It became international headline news on November 3, 2007, when General Pervez Musharraf suspended the Constitution of Pakistan, declared a State of Emergency and arrested Pakistan’s Supreme Court judges. The imposition of martial law was met with widespread protests and thousands of lawyers, judges, human rights activists, students, and politicians have been arrested and detained in recent weeks.
But what are its origins? What was the motivation behind Musharraf’s second coup since 1999? Why did the General believe his regime needed to be protected from facing judicial and electoral challenges? And what implications does the current turbulence in Pakistan have for the US?

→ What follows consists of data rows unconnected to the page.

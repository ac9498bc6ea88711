//! Aggregate statistics over the full product set

use crate::catalog::product::Product;
use std::collections::HashSet;

/// Summary numbers shown above the product table
#[derive(Debug, Clone, PartialEq, Default)]
pub struct CatalogStats {
    pub total_products: usize,
    /// Distinct category names; products without a category are ignored
    pub total_categories: usize,
    /// Mean price rounded to two decimals, `None` for an empty set
    pub average_price: Option<f64>,
}

impl CatalogStats {
    pub fn compute(products: &[Product]) -> Self {
        let categories: HashSet<&str> = products.iter().filter_map(Product::category_name).collect();

        let average_price = if products.is_empty() {
            None
        } else {
            let total: f64 = products.iter().map(|p| p.price).sum();
            Some(round_cents(total / products.len() as f64))
        };

        Self {
            total_products: products.len(),
            total_categories: categories.len(),
            average_price,
        }
    }

    /// `$12.34`, or `N/A` when there is nothing to average
    pub fn average_price_label(&self) -> String {
        match self.average_price {
            Some(avg) => format!("${:.2}", avg),
            None => "N/A".to_string(),
        }
    }
}

fn round_cents(value: f64) -> f64 {
    (value * 100.0).round() / 100.0
}

#[cfg(test)]
mod tests {
    use super::*;
    use crate::catalog::product::Category;

    #[test]
    fn test_stats_over_products() {
        let products = vec![
            Product::new(1, "Chair", 50.0).with_category(Category::new(2, "Furniture")),
            Product::new(2, "Desk", 20.0).with_category(Category::new(2, "Furniture")),
            Product::new(3, "Phone", 10.01).with_category(Category::new(1, "Electronics")),
            Product::new(4, "Mystery", 0.0),
        ];

        let stats = CatalogStats::compute(&products);
        assert_eq!(stats.total_products, 4);
        assert_eq!(stats.total_categories, 2);
        assert_eq!(stats.average_price, Some(20.0));
        assert_eq!(stats.average_price_label(), "$20.00");
    }

    #[test]
    fn test_average_is_rounded_to_cents() {
        let products = vec![Product::new(1, "a", 1.0), Product::new(2, "b", 2.0), Product::new(3, "c", 2.0)];
        let stats = CatalogStats::compute(&products);
        assert_eq!(stats.average_price, Some(1.67));
    }

    #[test]
    fn test_empty_set_reports_not_available() {
        let stats = CatalogStats::compute(&[]);
        assert_eq!(stats.total_products, 0);
        assert_eq!(stats.total_categories, 0);
        assert_eq!(stats.average_price, None);
        assert_eq!(stats.average_price_label(), "N/A");
    }
}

The Department of South Asia Languages and Civilizations will hosts a Teach-In on the historical and political dimensions of the current situation and its implication for US foreign policy. The Teach-In will feature several experts on different aspects of Pakistani history and politics:
CM Naim, Professor Emeritus, Department of South Asia Languages and Civilizations, University of Chicago, who will speak on the US/Pakistan relations since the 1950s.
Atiya Khan, PhD Candidate, Department of History, University of Chicago, who will speak on Pakistan in the 1960s: Revolt and Counter- Revolution.
Manan Ahmed, PhD Candidate, Department of South Asian Languages and Civilizations, University of Chicago, who will speak on the Baluchistan/Swat crisis behind this emergency.
Aqil Shah, Phd Candidate, Department of Political Science, Columbia University, who will speak on the immediate and structural features of praetorianism in Pakistan.
The Teach-In will take place on November 16, 2007 from 12-2 p.m. in Room 110 of Classics, 1010 E. 59th Street, on the University of Chicago campus.